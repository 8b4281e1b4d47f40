//! Model lifecycle events and observers.
//!
//! Listeners and observers are registered per model name on the
//! [`Registry`](crate::Registry). Events ending in `-ing` run before the
//! operation and halt it when any listener returns `false`; the others run
//! afterwards and their return value is ignored.

use std::fmt;
use std::sync::Arc;

use crate::model::Model;

/// A model lifecycle event.
#[derive(Debug, Clone, Copy, PartialEq, Eq, Hash)]
pub enum ModelEvent {
    /// A model was hydrated from a query result.
    Retrieved,
    /// Before the first insert.
    Creating,
    /// After the first insert.
    Created,
    /// Before an update of an existing model.
    Updating,
    /// After an update of an existing model.
    Updated,
    /// Before any save.
    Saving,
    /// After any save.
    Saved,
    /// Before a delete (soft or hard).
    Deleting,
    /// After a delete (soft or hard).
    Deleted,
    /// Before a soft-deleted model is restored.
    Restoring,
    /// After a soft-deleted model was restored.
    Restored,
}

impl ModelEvent {
    /// Every event, in lifecycle order.
    pub const ALL: [ModelEvent; 11] = [
        Self::Retrieved,
        Self::Creating,
        Self::Created,
        Self::Updating,
        Self::Updated,
        Self::Saving,
        Self::Saved,
        Self::Deleting,
        Self::Deleted,
        Self::Restoring,
        Self::Restored,
    ];

    /// Event name, e.g. `"creating"`.
    pub fn as_str(&self) -> &'static str {
        match self {
            Self::Retrieved => "retrieved",
            Self::Creating => "creating",
            Self::Created => "created",
            Self::Updating => "updating",
            Self::Updated => "updated",
            Self::Saving => "saving",
            Self::Saved => "saved",
            Self::Deleting => "deleting",
            Self::Deleted => "deleted",
            Self::Restoring => "restoring",
            Self::Restored => "restored",
        }
    }

    /// Whether a `false` from a listener stops the operation.
    pub fn halts(&self) -> bool {
        matches!(
            self,
            Self::Creating | Self::Updating | Self::Saving | Self::Deleting | Self::Restoring
        )
    }
}

impl fmt::Display for ModelEvent {
    fn fmt(&self, f: &mut fmt::Formatter<'_>) -> fmt::Result {
        f.write_str(self.as_str())
    }
}

/// A closure listening for one event of one model.
pub type Listener = Arc<dyn Fn(&mut Model) -> bool + Send + Sync>;

/// Handles every lifecycle event of a model.
///
/// Implement only the hooks you need; the defaults let the operation
/// continue.
///
/// ```rust
/// use quarry_orm::{Model, Observer};
///
/// struct Slugger;
///
/// impl Observer for Slugger {
///     fn saving(&self, model: &mut Model) -> bool {
///         if let Ok(title) = model.get("title") {
///             let slug = title.to_string().to_lowercase().replace(' ', "-");
///             let _ = model.set("slug", slug);
///         }
///         true
///     }
/// }
/// ```
#[allow(unused_variables)]
pub trait Observer: Send + Sync {
    /// See [`ModelEvent::Retrieved`].
    fn retrieved(&self, model: &mut Model) {}
    /// See [`ModelEvent::Creating`].
    fn creating(&self, model: &mut Model) -> bool {
        true
    }
    /// See [`ModelEvent::Created`].
    fn created(&self, model: &mut Model) {}
    /// See [`ModelEvent::Updating`].
    fn updating(&self, model: &mut Model) -> bool {
        true
    }
    /// See [`ModelEvent::Updated`].
    fn updated(&self, model: &mut Model) {}
    /// See [`ModelEvent::Saving`].
    fn saving(&self, model: &mut Model) -> bool {
        true
    }
    /// See [`ModelEvent::Saved`].
    fn saved(&self, model: &mut Model) {}
    /// See [`ModelEvent::Deleting`].
    fn deleting(&self, model: &mut Model) -> bool {
        true
    }
    /// See [`ModelEvent::Deleted`].
    fn deleted(&self, model: &mut Model) {}
    /// See [`ModelEvent::Restoring`].
    fn restoring(&self, model: &mut Model) -> bool {
        true
    }
    /// See [`ModelEvent::Restored`].
    fn restored(&self, model: &mut Model) {}

    /// Dispatch `event` to the matching hook.
    fn handle(&self, event: ModelEvent, model: &mut Model) -> bool {
        match event {
            ModelEvent::Retrieved => self.retrieved(model),
            ModelEvent::Creating => return self.creating(model),
            ModelEvent::Created => self.created(model),
            ModelEvent::Updating => return self.updating(model),
            ModelEvent::Updated => self.updated(model),
            ModelEvent::Saving => return self.saving(model),
            ModelEvent::Saved => self.saved(model),
            ModelEvent::Deleting => return self.deleting(model),
            ModelEvent::Deleted => self.deleted(model),
            ModelEvent::Restoring => return self.restoring(model),
            ModelEvent::Restored => self.restored(model),
        }
        true
    }
}

#[cfg(test)]
mod tests {
    use super::*;

    #[test]
    fn test_halting_events() {
        let halting: Vec<&str> = ModelEvent::ALL
            .iter()
            .filter(|e| e.halts())
            .map(|e| e.as_str())
            .collect();
        assert_eq!(halting, vec!["creating", "updating", "saving", "deleting", "restoring"]);
    }
}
★ ★ ★ ★
### WORK TASK
In the records above, find each line with the string "false" and list it.

### OUTPUT FOR THIS TASK
//! operation and halt it when any listener returns `false`; the others run
    /// Whether a `false` from a listener stops the operation.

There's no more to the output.